Giungo a Mergozzo: un semaforo regola l'afflusso alla zona del lungolago. E' scenografico raggiungerlo arrivando da una stretta viuzza in discesa, con la vista che si apre.

La Stelvio sul lungolago, a Mergozzo

Peo mi scrive che sta ripartendo da Stresa: nel giro di una ventina di minuti dovrebbe arrivare.
Nel frattempo approfitto per scattare qualche foto.

Il luccichìio dei raggi del sole riflessi sulle onde del lago

Faccio quattro chiacchiere con un gruppo di ciclisti che mi chiedono di scattare loro una foto di gruppo. Sono anche loro contenti per le belle temperature.

Anatre dai colori sgargianti

Dopo una mezzoretta arrivano anche Peo e Matteo: sono entrambi con le loro Ducati Monster 1200 nuove. Veramente molto belle, in entrambe le colorazioni.
Le due Monster in riva al lago


E' ora di pranzo.
Purtroppo il pub dove Peo solitamente pranza quando passa da queste parti è chiuso. Ci guardiamo intorno e la scelta cade su un ristorante sulla piazzetta, sotto i portici: "La Fugascina".
Entriamo, ben accolti dal personale nonostante l'abbigliamento ingombrante e i caschi. Sistemiamo tutto e prendiamo posto in uno degli ambienti, che ricorda una cantina. Le pareti, tutte in mattoni a vista, sono coperte da scaffali ricolmi di bottiglie dei vini più svariati.
Molto buoni i tortelli con il manzo.

Poi mi faccio convincere anche a prendere una coppa di mascarpone, e non me ne pento affatto.
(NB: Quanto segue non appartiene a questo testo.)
//! Mailjet adapter (Send API v3.1).

use async_trait::async_trait;
use serde::Serialize;
use std::sync::Arc;
use tracing::instrument;

use super::{check_status, Driver, Provider};
use crate::auth::{AuthProvider, BasicAuth};
use crate::config::MailerConfig;
use crate::errors::{MailerError, MailerResult};
use crate::transport::{HttpRequest, HttpTransport};
use crate::types::{Address, Attachment, Message};

/// Default Mailjet API base URL.
pub const MAILJET_BASE_URL: &str = "https://api.mailjet.com/v3.1";

#[derive(Debug, Serialize)]
struct MailjetRequest<'a> {
    #[serde(rename = "Messages")]
    messages: Vec<MailjetMessage<'a>>,
}

#[derive(Debug, Serialize)]
#[serde(rename_all = "PascalCase")]
struct MailjetMessage<'a> {
    from: MailjetAddress<'a>,
    #[serde(skip_serializing_if = "Vec::is_empty")]
    to: Vec<MailjetAddress<'a>>,
    #[serde(skip_serializing_if = "Vec::is_empty")]
    cc: Vec<MailjetAddress<'a>>,
    #[serde(skip_serializing_if = "Vec::is_empty")]
    bcc: Vec<MailjetAddress<'a>>,
    #[serde(skip_serializing_if = "Option::is_none")]
    reply_to: Option<MailjetAddress<'a>>,
    subject: &'a str,
    #[serde(skip_serializing_if = "str::is_empty")]
    text_part: &'a str,
    #[serde(rename = "HTMLPart", skip_serializing_if = "str::is_empty")]
    html_part: &'a str,
    #[serde(skip_serializing_if = "Vec::is_empty")]
    attachments: Vec<MailjetAttachment<'a>>,
    #[serde(skip_serializing_if = "Vec::is_empty")]
    inlined_attachments: Vec<MailjetAttachment<'a>>,
}

#[derive(Debug, Serialize)]
struct MailjetAddress<'a> {
    #[serde(rename = "Email")]
    email: &'a str,
    #[serde(rename = "Name", skip_serializing_if = "str::is_empty")]
    name: &'a str,
}

impl<'a> From<&'a Address> for MailjetAddress<'a> {
    fn from(a: &'a Address) -> Self {
        Self {
            email: &a.email,
            name: &a.name,
        }
    }
}

#[derive(Debug, Serialize)]
struct MailjetAttachment<'a> {
    #[serde(rename = "ContentType")]
    content_type: &'a str,
    #[serde(rename = "Filename")]
    filename: &'a str,
    #[serde(rename = "ContentID", skip_serializing_if = "Option::is_none")]
    content_id: Option<&'a str>,
    #[serde(rename = "Base64Content")]
    content: String,
}

impl<'a> From<&'a Attachment> for MailjetAttachment<'a> {
    fn from(a: &'a Attachment) -> Self {
        Self {
            content_type: &a.content_type,
            filename: &a.filename,
            content_id: a.is_inline().then_some(a.content_id.as_str()),
            content: a.content(),
        }
    }
}

fn addresses(list: &[Address]) -> Vec<MailjetAddress<'_>> {
    list.iter().map(MailjetAddress::from).collect()
}

/// Mailjet adapter.
pub struct MailjetProvider {
    config: MailerConfig,
    transport: Arc<dyn HttpTransport>,
}

impl MailjetProvider {
    /// Creates a new Mailjet adapter.
    pub fn new(config: MailerConfig, transport: Arc<dyn HttpTransport>) -> Self {
        Self { config, transport }
    }

    fn auth(&self) -> BasicAuth {
        BasicAuth::new(
            self.config.public_key().unwrap_or_default(),
            self.config.private_key().unwrap_or_default(),
        )
    }

    fn build_body<'a>(
        message: &'a Message,
        attachments: &'a [Attachment],
    ) -> MailerResult<MailjetRequest<'a>> {
        let from = message
            .sender()
            .ok_or_else(|| MailerError::validation_field("you must provide from", "from"))?;

        let (inline, regular): (Vec<&Attachment>, Vec<&Attachment>) =
            attachments.iter().partition(|a| a.is_inline());

        Ok(MailjetRequest {
            messages: vec![MailjetMessage {
                from: from.into(),
                to: addresses(&message.to),
                cc: addresses(&message.cc),
                bcc: addresses(&message.bcc),
                reply_to: message.reply_address().map(MailjetAddress::from),
                subject: &message.subject,
                text_part: &message.body_text,
                html_part: &message.body_html,
                attachments: regular.into_iter().map(MailjetAttachment::from).collect(),
                inlined_attachments: inline.into_iter().map(MailjetAttachment::from).collect(),
            }],
        })
    }
}

#[async_trait]
impl Provider for MailjetProvider {
    fn driver(&self) -> Driver {
        Driver::Mailjet
    }

    fn endpoint(&self) -> MailerResult<String> {
        Ok(format!("{}/send", self.config.base_url_or(MAILJET_BASE_URL)))
    }

    fn check_credentials(&self) -> MailerResult<()> {
        self.auth().validate().map_err(|_| {
            MailerError::missing_credentials(
                Driver::Mailjet,
                "you must provide PrivateKey and PublicKey in config",
            )
        })
    }

    #[instrument(skip_all, fields(provider = "mailjet", attachments = attachments.len()))]
    async fn deliver(&self, message: &Message, attachments: &[Attachment]) -> MailerResult<()> {
        let body = Self::build_body(message, attachments)?;
        let mut request = HttpRequest::post_json(self.endpoint()?, &body)?;

        self.auth().apply_auth(&mut request.headers);

        let response = self.transport.send(request).await?;
        check_status(Driver::Mailjet, &response, |status| status == 200)
    }
}

impl std::fmt::Debug for MailjetProvider {
    fn fmt(&self, f: &mut std::fmt::Formatter<'_>) -> std::fmt::Result {
        f.debug_struct("MailjetProvider")
            .field("config", &self.config)
            .finish()
    }
}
Basta però: le giornate sono ancora cortine e tocca rimettersi in strada. Salutiamo Matteo che deve rientrare a lavoro e deve lasciarci prima.
Io e Peo torniamo verso la zona di Malpensa e ci salutiamo al volo.
La Stelvio "gira" perfettamente, "tonda" come ultimamente mi ha abituato: è incredibile la sensazione che mi trasmette di andare sempre meglio con l'aumentare dei km percorsi.